*Description of the task*
Write out only the opening lines of the entries, through the line with "never be unbounded.".

*The data*

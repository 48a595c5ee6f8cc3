/// Query parameter overwritten on the lookup URL with the request's host
pub const DOMAIN_QUERY_PARAM: &str = "domain";

/// Default timeout for a single lookup request in milliseconds
/// The external service sits in the request path of the proxy, so the call must never be unbounded.
pub const DEFAULT_QUERY_TIMEOUT_MSEC: u64 = 5_000;

/// Default upstream port when neither an explicit port nor a TLS scheme applies
pub const DEFAULT_HTTP_PORT: u16 = 80;

/// Upstream port assumed for TLS
pub const DEFAULT_HTTPS_PORT: u16 = 443;

/// Routing-state key holding the published upstream address.
/// This name is the stable contract consumed by the downstream proxy stage.
pub const UPSTREAM_VAR_KEY: &str = "shard.upstream";

/// Routing-state key holding the "effective port is 443" flag
pub const UPSTREAM_IS_PORT_443_VAR_KEY: &str = "shard.upstream.is_port_443";

/// Request header carrying the published upstream address in header publish mode
pub const UPSTREAM_HEADER: &str = "x-shard-upstream";

/// Request header carrying the "is secure port" flag in header publish mode
pub const UPSTREAM_SECURE_HEADER: &str = "x-shard-upstream-secure";

/// Default maximum attempts when retry is enabled, including the initial call
pub const DEFAULT_RETRY_MAX_ATTEMPTS: u32 = 3;

/// Default initial backoff between retry attempts in milliseconds
pub const DEFAULT_RETRY_BASE_DELAY_MSEC: u64 = 100;

/// Default cap on the backoff between retry attempts in milliseconds
pub const DEFAULT_RETRY_MAX_DELAY_MSEC: u64 = 5_000;
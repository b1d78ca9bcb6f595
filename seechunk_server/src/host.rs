//! What the tracker needs from the server it runs in.

use crate::entity::member::MemberId;
use seechunk_common::{
    entity::chunk::Chunk,
    math::Vec3F32,
    messages::Translatable,
    particle::Particle,
    relation::Relation,
};

/// Handle to an online member.
pub trait Member {
    fn name(&self) -> &str;

    fn id(&self) -> MemberId {
        MemberId::new(self.name())
    }

    /// Whether the member asked to see chunk borders.
    fn is_seeing_chunk(&self) -> bool;

    fn set_seeing_chunk(&mut self, value: bool);

    /// Current position, read on every redraw.
    fn position(&self) -> Vec3F32;

    fn relation_to_plot(&self) -> Relation;

    fn send_message(&mut self, message: Translatable);
}

/// Handle to a loaded level.
pub trait Level {
    fn is_closed(&self) -> bool;

    /// Fire and forget, only `viewers` receive the particle.
    fn add_particle(&mut self, particle: &Particle, viewers: &[MemberId]);
}

/// Repeating task driven by the host scheduler.
pub trait TaskLoop {
    fn start_loop(&mut self, interval: u32);

    fn stop_loop(&mut self);

    fn is_looping(&self) -> bool;
}

pub struct Location<L> {
    pub chunk: Chunk,
    pub level: L,
}

/// Member moved to another chunk.
pub struct TraceEvent<M, L> {
    pub member: M,
    pub to: Location<L>,
}
pub mod chunk;
use crate::entity::member::MemberId;
use ahash::AHashMap;

pub mod see_chunk;

pub struct MemberComponent<T> {
    data: AHashMap<MemberId, T>,
}

impl<T> MemberComponent<T> {
    pub fn new() -> Self {
        Self {
            data: AHashMap::new(),
        }
    }

    pub fn get(&self, member: &MemberId) -> Option<&T> {
        self.data.get(member)
    }

    pub fn insert(&mut self, member: MemberId, value: T) -> Option<T> {
        self.data.insert(member, value)
    }

    pub fn remove(&mut self, member: &MemberId) -> Option<T> {
        self.data.remove(member)
    }

    pub fn len(&self) -> usize {
        self.data.len()
    }

    pub fn is_empty(&self) -> bool {
        self.data.is_empty()
    }

    pub fn iter_mut(&mut self) -> impl Iterator<Item = (&MemberId, &mut T)> {
        self.data.iter_mut()
    }

    pub fn drain(&mut self) -> impl Iterator<Item = (MemberId, T)> + '_ {
        self.data.drain()
    }
}

impl<T> Default for MemberComponent<T> {
    fn default() -> Self {
        Self::new()
    }
}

*Solution below*
repository 48a595c5ee6f8cc3
/// Query parameter overwritten on the lookup URL with the request's host
pub const DOMAIN_QUERY_PARAM: &str = "domain";

/// Default timeout for a single lookup request in milliseconds
/// The external service sits in the request path of the proxy, so the call must never be unbounded.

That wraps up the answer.